THE PROBLEM: Please quote the material exactly, every line of it.

==================================================

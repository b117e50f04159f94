//! Benchmarks for the diff engine and timeline construction.

use chrono::{Duration, TimeZone, Utc};
use criterion::{black_box, criterion_group, criterion_main, BenchmarkId, Criterion, Throughput};
use codetrail_core::events::{merge, ActionKind, RawEvent, SourceKind};
use codetrail_core::timeline::{build, positional_diff};

fn snapshot(lines: usize, edit_every: usize) -> String {
    (0..lines)
        .map(|i| if edit_every > 0 && i % edit_every == 0 { format!("    x_{i} = {i} + 1") } else { format!("    x_{i} = {i}") })
        .collect::<Vec<_>>()
        .join("\n")
}

fn events(n: usize, source: SourceKind, offset_ms: i64) -> Vec<RawEvent> {
    let start = Utc.with_ymd_and_hms(2024, 3, 1, 10, 0, 0).unwrap();
    (0..n)
        .map(|i| RawEvent {
            source,
            timestamp: start + Duration::milliseconds(i as i64 * 2_000 + offset_ms),
            exercise_ref: None,
            action_kind: match source { SourceKind::Fine => ActionKind::Keystroke, SourceKind::Coarse => ActionKind::Run },
            code: snapshot(20 + i % 40, 7),
            changes: None,
            output: None,
            error: None,
            is_submission: i % 50 == 0,
        })
        .collect()
}

fn bench_positional_diff(c: &mut Criterion) {
    let mut group = c.benchmark_group("positional_diff");
    for lines in [10, 100, 1_000] {
        let previous = snapshot(lines, 0);
        let current = snapshot(lines, 5);
        group.throughput(Throughput::Elements(lines as u64));
        group.bench_with_input(BenchmarkId::from_parameter(lines), &lines, |b, _| { b.iter(|| black_box(positional_diff(&previous, &current))); });
    }
    group.finish();
}

fn bench_reconstruct(c: &mut Criterion) {
    let mut group = c.benchmark_group("diff_reconstruct");
    let result = positional_diff(&snapshot(500, 0), &snapshot(500, 3));
    group.bench_function("current", |b| { b.iter(|| black_box(result.reconstruct_current())); });
    group.bench_function("previous", |b| { b.iter(|| black_box(result.reconstruct_previous())); });
    group.bench_function("render", |b| { b.iter(|| black_box(result.render())); });
    group.finish();
}

fn bench_merge_and_build(c: &mut Criterion) {
    let mut group = c.benchmark_group("merge_and_build");
    for n in [100, 1_000] {
        let fine = events(n, SourceKind::Fine, 0);
        let coarse = events(n / 4, SourceKind::Coarse, 300);
        group.throughput(Throughput::Elements(n as u64));
        group.bench_with_input(BenchmarkId::new("merge", n), &n, |b, _| { b.iter(|| black_box(merge(fine.clone(), coarse.clone()))); });
        group.bench_with_input(BenchmarkId::new("build", n), &n, |b, _| {
            b.iter(|| { let (merged, _) = merge(fine.clone(), coarse.clone()); black_box(build(merged)) });
        });
    }
    group.finish();
}

criterion_group!(benches, bench_positional_diff, bench_reconstruct, bench_merge_and_build);
criterion_main!(benches);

==================================================

YOUR RESPONSE:
repository b117e50f04159f94
//! Benchmarks for the diff engine and timeline construction.

use chrono::{Duration, TimeZone, Utc};
use criterion::{black_box, criterion_group, criterion_main, BenchmarkId, Criterion, Throughput};
use codetrail_core::events::{merge, ActionKind, RawEvent, SourceKind};
use codetrail_core::timeline::{build, positional_diff};

fn snapshot(lines: usize, edit_every: usize) -> String {
    (0..lines)
        .map(|i| if edit_every > 0 && i % edit_every == 0 { format!("    x_{i} = {i} + 1") } else { format!("    x_{i} = {i}") })
        .collect::<Vec<_>>()
        .join("\n")
}

fn events(n: usize, source: SourceKind, offset_ms: i64) -> Vec<RawEvent> {
    let start = Utc.with_ymd_and_hms(2024, 3, 1, 10, 0, 0).unwrap();
    (0..n)
        .map(|i| RawEvent {
            source,
            timestamp: start + Duration::milliseconds(i as i64 * 2_000 + offset_ms),
            exercise_ref: None,
            action_kind: match source { SourceKind::Fine => ActionKind::Keystroke, SourceKind::Coarse => ActionKind::Run },
            code: snapshot(20 + i % 40, 7),
            changes: None,
            output: None,
            error: None,
            is_submission: i % 50 == 0,
        })
        .collect()
}

fn bench_positional_diff(c: &mut Criterion) {
    let mut group = c.benchmark_group("positional_diff");
    for lines in [10, 100, 1_000] {
        let previous = snapshot(lines, 0);
        let current = snapshot(lines, 5);
        group.throughput(Throughput::Elements(lines as u64));
        group.bench_with_input(BenchmarkId::from_parameter(lines), &lines, |b, _| { b.iter(|| black_box(positional_diff(&previous, &current))); });
    }
    group.finish();
}

fn bench_reconstruct(c: &mut Criterion) {
    let mut group = c.benchmark_group("diff_reconstruct");
    let result = positional_diff(&snapshot(500, 0), &snapshot(500, 3));
    group.bench_function("current", |b| { b.iter(|| black_box(result.reconstruct_current())); });
    group.bench_function("previous", |b| { b.iter(|| black_box(result.reconstruct_previous())); });
    group.bench_function("render", |b| { b.iter(|| black_box(result.render())); });
    group.finish();
}

fn bench_merge_and_build(c: &mut Criterion) {
    let mut group = c.benchmark_group("merge_and_build");
    for n in [100, 1_000] {
        let fine = events(n, SourceKind::Fine, 0);
        let coarse = events(n / 4, SourceKind::Coarse, 300);
        group.throughput(Throughput::Elements(n as u64));
        group.bench_with_input(BenchmarkId::new("merge", n), &n, |b, _| { b.iter(|| black_box(merge(fine.clone(), coarse.clone()))); });
        group.bench_with_input(BenchmarkId::new("build", n), &n, |b, _| {
            b.iter(|| { let (merged, _) = merge(fine.clone(), coarse.clone()); black_box(build(merged)) });
        });
    }
    group.finish();
}

criterion_group!(benches, bench_positional_diff, bench_reconstruct, bench_merge_and_build);
criterion_main!(benches);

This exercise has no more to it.